Adrenal Insufficiency in Coronavirus Disease 2019

A Case Report

Maryam Heidarpour; Mehrbod Vakhshoori; Saeed Abbasi; Davood Shafie; Nima Rezaei

Disclosures

J Med Case Reports. 2020;14(134) 

In This Article

Discussion and Conclusions

This current report presented an individual infected with COVID-19 with no prior history of adrenal diseases who experienced acute adrenal insufficiency during hospitalization. Due to the new emergence of this virulent pathogen, which mostly affects the respiratory system, other non-respiratory presentations of this infection must be considered, especially in terms of endocrine organs.
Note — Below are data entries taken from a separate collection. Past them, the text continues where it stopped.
//! Rules engine trait for game implementations.
//!
//! Every engine in this crate is a pure state-transition function:
//! the caller owns the current state and feeds it back in with an action,
//! getting a brand new state (or a rejection) in return.

use serde::{Deserialize, Serialize};

use crate::core::{RuleResult, Seat};

/// Result of a completed table game.
#[derive(Clone, Debug, PartialEq, Eq, Serialize, Deserialize)]
pub enum GameResult {
    /// Single winner.
    Winner(Seat),
    /// Draw (no winner).
    Draw,
    /// Multiple winners (team games, shared victory).
    Winners(Vec<Seat>),
}

impl GameResult {
    /// Check if a seat won.
    #[must_use]
    pub fn is_winner(&self, seat: Seat) -> bool {
        match self {
            GameResult::Winner(s) => *s == seat,
            GameResult::Winners(ss) => ss.contains(&seat),
            GameResult::Draw => false,
        }
    }
}

/// Rules engine trait.
///
/// ## Implementation Notes
///
/// - `apply_action` never mutates its input; rejected actions leave the
///   caller's state untouched by construction
/// - `legal_actions` returns empty once the game is over
/// - `outcome` returns `None` while the game continues
pub trait RulesEngine {
    /// Full game state, owned by the caller.
    type State: Clone;

    /// A single player action.
    type Action: Clone;

    /// How a finished game ended.
    type Outcome;

    /// Enumerate the legal actions from `state`.
    fn legal_actions(&self, state: &Self::State) -> Vec<Self::Action>;

    /// Apply an action, producing the next state.
    fn apply_action(&self, state: &Self::State, action: &Self::Action) -> RuleResult<Self::State>;

    /// Check if the game is over.
    fn outcome(&self, state: &Self::State) -> Option<Self::Outcome>;

    // === Convenience Methods ===

    /// True if `action` would be accepted.
    fn is_legal(&self, state: &Self::State, action: &Self::Action) -> bool {
        self.apply_action(state, action).is_ok()
    }

    /// Apply a sequence of actions, stopping at the first rejection.
    fn replay<'a, I>(&self, state: &Self::State, actions: I) -> RuleResult<Self::State>
    where
        I: IntoIterator<Item = &'a Self::Action>,
        Self::Action: 'a,
    {
        actions
            .into_iter()
            .try_fold(state.clone(), |current, action| self.apply_action(&current, action))
    }
}
//! Deciding whether one play beats another.

use super::card::Card;
use super::combination::{classify, Combination, CombinationKind};
use crate::core::{InvalidAction, RuleResult};

/// True if `next` may be played over `previous`.
///
/// - Rocket beats everything and nothing beats it.
/// - A Bomb beats any non-bomb; a higher Bomb beats a lower one.
/// - Otherwise kind and length must match and the rank must be higher.
#[must_use]
pub fn beats(previous: &Combination, next: &Combination) -> bool {
    use CombinationKind::{Bomb, Rocket};

    match (previous.kind, next.kind) {
        (Rocket, _) => false,
        (_, Rocket) => true,
        (Bomb, Bomb) => next.rank > previous.rank,
        (_, Bomb) => true,
        (Bomb, _) => false,
        (prev, cur) => prev == cur && previous.length == next.length && next.rank > previous.rank,
    }
}

/// Check a play of `cards` against the current lead, if any.
///
/// Returns the play's classification when it is acceptable.
pub fn validate_play(previous: Option<&Combination>, cards: &[Card]) -> RuleResult<Combination> {
    if cards.is_empty() {
        return Err(InvalidAction::EmptyPlay.into());
    }
    let combination = classify(cards).ok_or(InvalidAction::UnrecognizedCombination)?;
    match previous {
        Some(lead) if !beats(lead, &combination) => Err(InvalidAction::DoesNotBeat.into()),
        _ => Ok(combination),
    }
}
Adrenal insufficiency seems to be a common problem observed among critically ill patients. It has been reported that patients suffering from severe cases of sepsis, burns, pancreatitis, head trauma, cardiac surgery, or liver disease might experience this disorder. Because of variable definitions and different study populations, the exact incidence of adrenal insufficiency remains unknown.[4] Several mechanisms have been suggested for the development of this disease, including cancer, hemorrhages, thrombosis, autoimmune issues, and drugs, as well as infections leading to sepsis. These aforementioned circumstances may increase cortisol demand, which can result in adrenal insufficiency occurrence.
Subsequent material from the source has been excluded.